### Exercise:
Set down every entry again exactly as it stands below.

Information section start

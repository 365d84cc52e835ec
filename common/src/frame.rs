/// Sample layout of a frame.
#[derive(Debug, Clone, Copy, PartialEq, Eq)]
pub enum FrameKind {
    /// Three interleaved 8-bit channels, as delivered by a frame source.
    Raw,
    /// One 8-bit channel (grayscale or any derived image).
    Gray,
}

impl FrameKind {
    pub fn channels(self) -> usize {
        match self {
            FrameKind::Raw => 3,
            FrameKind::Gray => 1,
        }
    }
}

/// A rectangular grid of 8-bit samples.
///
/// Samples are stored row-major with channels interleaved, so the sample for
/// channel `c` of pixel `(i, j)` lives at `(i * cols + j) * channels + c`.
///
/// A frame has no identity beyond its position in the stream. It is moved
/// (never shared) from the source into the work queue and from there into
/// the worker that dequeues it.
#[derive(Debug, Clone, PartialEq, Eq)]
pub struct Frame {
    rows: usize,
    cols: usize,
    kind: FrameKind,
    data: Vec<u8>,
}

impl Frame {
    /// Wrap interleaved 3-channel samples.
    pub fn raw(rows: usize, cols: usize, data: Vec<u8>) -> Result<Self, FrameError> {
        Self::with_kind(rows, cols, FrameKind::Raw, data)
    }

    /// Wrap single-channel samples.
    pub fn gray(rows: usize, cols: usize, data: Vec<u8>) -> Result<Self, FrameError> {
        Self::with_kind(rows, cols, FrameKind::Gray, data)
    }

    /// A black single-channel frame, used for per-worker scratch buffers.
    pub fn zeroed_gray(rows: usize, cols: usize) -> Self {
        Self {
            rows,
            cols,
            kind: FrameKind::Gray,
            data: vec![0; rows * cols],
        }
    }

    /// A raw frame where every pixel carries the same three samples.
    pub fn filled_raw(rows: usize, cols: usize, pixel: [u8; 3]) -> Self {
        let mut data = Vec::with_capacity(rows * cols * 3);
        for _ in 0..rows * cols {
            data.extend_from_slice(&pixel);
        }
        Self {
            rows,
            cols,
            kind: FrameKind::Raw,
            data,
        }
    }

    fn with_kind(
        rows: usize,
        cols: usize,
        kind: FrameKind,
        data: Vec<u8>,
    ) -> Result<Self, FrameError> {
        let expected = rows * cols * kind.channels();
        if data.len() != expected {
            return Err(FrameError::SizeMismatch {
                rows,
                cols,
                expected,
                got: data.len(),
            });
        }
        Ok(Self {
            rows,
            cols,
            kind,
            data,
        })
    }

    // -- Accessors --------------------------------------------------------------

    pub fn rows(&self) -> usize {
        self.rows
    }

    pub fn cols(&self) -> usize {
        self.cols
    }

    pub fn kind(&self) -> FrameKind {
        self.kind
    }

    pub fn channels(&self) -> usize {
        self.kind.channels()
    }

    /// `(rows, cols)`.
    pub fn resolution(&self) -> (usize, usize) {
        (self.rows, self.cols)
    }

    /// Number of pixels (not samples).
    pub fn pixel_count(&self) -> usize {
        self.rows * self.cols
    }

    /// Length of one row in samples.
    pub fn row_len(&self) -> usize {
        self.cols * self.channels()
    }

    pub fn as_bytes(&self) -> &[u8] {
        &self.data
    }

    pub fn as_bytes_mut(&mut self) -> &mut [u8] {
        &mut self.data
    }

    /// Samples of row `i`.
    pub fn row(&self, i: usize) -> &[u8] {
        let len = self.row_len();
        &self.data[i * len..(i + 1) * len]
    }

    /// Samples of pixel `(i, j)`; one element for gray frames, three for raw.
    pub fn pixel(&self, i: usize, j: usize) -> &[u8] {
        let ch = self.channels();
        let start = (i * self.cols + j) * ch;
        &self.data[start..start + ch]
    }

    /// True if `other` has the same dimensions and layout.
    pub fn same_shape(&self, other: &Frame) -> bool {
        self.rows == other.rows && self.cols == other.cols && self.kind == other.kind
    }
}

#[derive(Debug, thiserror::Error)]
pub enum FrameError {
    #[error("frame {rows}x{cols} needs {expected} samples, got {got}")]
    SizeMismatch {
        rows: usize,
        cols: usize,
        expected: usize,
        got: usize,
    },
}
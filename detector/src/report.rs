use chrono::{DateTime, Utc};
use serde::Serialize;
use std::fmt;
use std::time::Duration;

/// Read-only snapshot of a finished run.
#[derive(Debug, Clone, Serialize)]
pub struct RunReport {
    pub started_at: DateTime<Utc>,
    pub source: String,
    pub rows: usize,
    pub cols: usize,
    pub workers: usize,
    pub grayscale_workers: usize,
    pub smooth_workers: usize,
    pub diff_workers: usize,
    /// Frames queued after the background frame.
    pub frames_pushed: u64,
    pub frames_processed: u64,
    pub motion_frames: u64,
    /// Mean time a worker spent on one frame.
    pub avg_latency_ms: Option<f64>,
    /// Streaming wall time divided by frames processed.
    pub avg_service_time_ms: Option<f64>,
    pub elapsed_ms: f64,
}

impl RunReport {
    pub fn to_json(&self) -> Result<String, serde_json::Error> {
        serde_json::to_string_pretty(self)
    }
}

pub(crate) fn millis(d: Duration) -> f64 {
    d.as_secs_f64() * 1000.0
}

impl fmt::Display for RunReport {
    fn fmt(&self, f: &mut fmt::Formatter<'_>) -> fmt::Result {
        writeln!(f, "Number of motion frames: {}", self.motion_frames)?;
        writeln!(
            f,
            "Frames processed: {} ({}x{}, {} workers)",
            self.frames_processed, self.cols, self.rows, self.workers
        )?;
        if let Some(latency) = self.avg_latency_ms {
            writeln!(f, "Average frame latency: {latency:.3} ms")?;
        }
        if let Some(service) = self.avg_service_time_ms {
            writeln!(f, "Average service time: {service:.3} ms")?;
        }
        write!(f, "Overall completion time: {:.0} ms", self.elapsed_ms)
    }
}
use motion_common::config::DetectionConfig;
use motion_common::frame::Frame;

use super::rows::sum_over_rows;

/// Number of pixels whose absolute difference exceeds `min_diff`.
pub fn differing_pixels(frame: &Frame, background: &Frame, min_diff: u8, workers: usize) -> usize {
    assert!(frame.same_shape(background), "frame and background differ in shape");

    let row_len = frame.row_len();
    let a = frame.as_bytes();
    let b = background.as_bytes();
    sum_over_rows(frame.rows(), workers, |range| {
        let span = range.start * row_len..range.end * row_len;
        a[span.clone()]
            .iter()
            .zip(&b[span])
            .filter(|&(&x, &y)| x.abs_diff(y) > min_diff)
            .count()
    })
}

/// True if more than `perc` of the pixels differ from the background.
///
/// An image with no pixels never shows motion.
pub fn differs_from_background(
    frame: &Frame,
    background: &Frame,
    thresholds: &DetectionConfig,
    workers: usize,
) -> bool {
    let total = frame.pixel_count();
    if total == 0 {
        return false;
    }
    let differing = differing_pixels(frame, background, thresholds.min_diff, workers);
    differing as f64 / total as f64 > thresholds.perc
}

Information section end

### Completed task:
repository 365d84cc52e835ec
filename common/src/frame.rs
/// Sample layout of a frame.
#[derive(Debug, Clone, Copy, PartialEq, Eq)]
pub enum FrameKind {
    /// Three interleaved 8-bit channels, as delivered by a frame source.
    Raw,
    /// One 8-bit channel (grayscale or any derived image).
    Gray,
}

impl FrameKind {
    pub fn channels(self) -> usize {
        match self {
            FrameKind::Raw => 3,
            FrameKind::Gray => 1,
        }
    }
}

/// A rectangular grid of 8-bit samples.
///
/// Samples are stored row-major with channels interleaved, so the sample for
/// channel `c` of pixel `(i, j)` lives at `(i * cols + j) * channels + c`.
///
/// A frame has no identity beyond its position in the stream. It is moved
/// (never shared) from the source into the work queue and from there into
/// the worker that dequeues it.
#[derive(Debug, Clone, PartialEq, Eq)]
pub struct Frame {
    rows: usize,
    cols: usize,
    kind: FrameKind,
    data: Vec<u8>,
}

impl Frame {
    /// Wrap interleaved 3-channel samples.
    pub fn raw(rows: usize, cols: usize, data: Vec<u8>) -> Result<Self, FrameError> {
        Self::with_kind(rows, cols, FrameKind::Raw, data)
    }

    /// Wrap single-channel samples.
    pub fn gray(rows: usize, cols: usize, data: Vec<u8>) -> Result<Self, FrameError> {
        Self::with_kind(rows, cols, FrameKind::Gray, data)
    }

    /// A black single-channel frame, used for per-worker scratch buffers.
    pub fn zeroed_gray(rows: usize, cols: usize) -> Self {
        Self {
            rows,
            cols,
            kind: FrameKind::Gray,
            data: vec![0; rows * cols],
        }
    }

    /// A raw frame where every pixel carries the same three samples.
    pub fn filled_raw(rows: usize, cols: usize, pixel: [u8; 3]) -> Self {
        let mut data = Vec::with_capacity(rows * cols * 3);
        for _ in 0..rows * cols {
            data.extend_from_slice(&pixel);
        }
        Self {
            rows,
            cols,
            kind: FrameKind::Raw,
            data,
        }
    }

    fn with_kind(
        rows: usize,
        cols: usize,
        kind: FrameKind,
        data: Vec<u8>,
    ) -> Result<Self, FrameError> {
        let expected = rows * cols * kind.channels();
        if data.len() != expected {
            return Err(FrameError::SizeMismatch {
                rows,
                cols,
                expected,
                got: data.len(),
            });
        }
        Ok(Self {
            rows,
            cols,
            kind,
            data,
        })
    }

    // -- Accessors --------------------------------------------------------------

    pub fn rows(&self) -> usize {
        self.rows
    }

    pub fn cols(&self) -> usize {
        self.cols
    }

    pub fn kind(&self) -> FrameKind {
        self.kind
    }

    pub fn channels(&self) -> usize {
        self.kind.channels()
    }

    /// `(rows, cols)`.
    pub fn resolution(&self) -> (usize, usize) {
        (self.rows, self.cols)
    }

    /// Number of pixels (not samples).
    pub fn pixel_count(&self) -> usize {
        self.rows * self.cols
    }

    /// Length of one row in samples.
    pub fn row_len(&self) -> usize {
        self.cols * self.channels()
    }

    pub fn as_bytes(&self) -> &[u8] {
        &self.data
    }

    pub fn as_bytes_mut(&mut self) -> &mut [u8] {
        &mut self.data
    }

    /// Samples of row `i`.
    pub fn row(&self, i: usize) -> &[u8] {
        let len = self.row_len();
        &self.data[i * len..(i + 1) * len]
    }

    /// Samples of pixel `(i, j)`; one element for gray frames, three for raw.
    pub fn pixel(&self, i: usize, j: usize) -> &[u8] {
        let ch = self.channels();
        let start = (i * self.cols + j) * ch;
        &self.data[start..start + ch]
    }

    /// True if `other` has the same dimensions and layout.
    pub fn same_shape(&self, other: &Frame) -> bool {
        self.rows == other.rows && self.cols == other.cols && self.kind == other.kind
    }
}

#[derive(Debug, thiserror::Error)]
pub enum FrameError {
    #[error("frame {rows}x{cols} needs {expected} samples, got {got}")]
    SizeMismatch {
        rows: usize,
        cols: usize,
        expected: usize,
        got: usize,
    },
}
filename detector/src/report.rs
use chrono::{DateTime, Utc};
use serde::Serialize;
use std::fmt;
use std::time::Duration;

/// Read-only snapshot of a finished run.
#[derive(Debug, Clone, Serialize)]
pub struct RunReport {
    pub started_at: DateTime<Utc>,
    pub source: String,
    pub rows: usize,
    pub cols: usize,
    pub workers: usize,
    pub grayscale_workers: usize,
    pub smooth_workers: usize,
    pub diff_workers: usize,
    /// Frames queued after the background frame.
    pub frames_pushed: u64,
    pub frames_processed: u64,
    pub motion_frames: u64,
    /// Mean time a worker spent on one frame.
    pub avg_latency_ms: Option<f64>,
    /// Streaming wall time divided by frames processed.
    pub avg_service_time_ms: Option<f64>,
    pub elapsed_ms: f64,
}

impl RunReport {
    pub fn to_json(&self) -> Result<String, serde_json::Error> {
        serde_json::to_string_pretty(self)
    }
}

pub(crate) fn millis(d: Duration) -> f64 {
    d.as_secs_f64() * 1000.0
}

impl fmt::Display for RunReport {
    fn fmt(&self, f: &mut fmt::Formatter<'_>) -> fmt::Result {
        writeln!(f, "Number of motion frames: {}", self.motion_frames)?;
        writeln!(
            f,
            "Frames processed: {} ({}x{}, {} workers)",
            self.frames_processed, self.cols, self.rows, self.workers
        )?;
        if let Some(latency) = self.avg_latency_ms {
            writeln!(f, "Average frame latency: {latency:.3} ms")?;
        }
        if let Some(service) = self.avg_service_time_ms {
            writeln!(f, "Average service time: {service:.3} ms")?;
        }
        write!(f, "Overall completion time: {:.0} ms", self.elapsed_ms)
    }
}
use motion_common::config::DetectionConfig;
use motion_common::frame::Frame;

use super::rows::sum_over_rows;

/// Number of pixels whose absolute difference exceeds `min_diff`.
pub fn differing_pixels(frame: &Frame, background: &Frame, min_diff: u8, workers: usize) -> usize {
    assert!(frame.same_shape(background), "frame and background differ in shape");

    let row_len = frame.row_len();
    let a = frame.as_bytes();
    let b = background.as_bytes();
    sum_over_rows(frame.rows(), workers, |range| {
        let span = range.start * row_len..range.end * row_len;
        a[span.clone()]
            .iter()
            .zip(&b[span])
            .filter(|&(&x, &y)| x.abs_diff(y) > min_diff)
            .count()
    })
}

/// True if more than `perc` of the pixels differ from the background.
///
/// An image with no pixels never shows motion.
pub fn differs_from_background(
    frame: &Frame,
    background: &Frame,
    thresholds: &DetectionConfig,
    workers: usize,
) -> bool {
    let total = frame.pixel_count();
    if total == 0 {
        return false;
    }
    let differing = differing_pixels(frame, background, thresholds.min_diff, workers);
    differing as f64 / total as f64 > thresholds.perc
}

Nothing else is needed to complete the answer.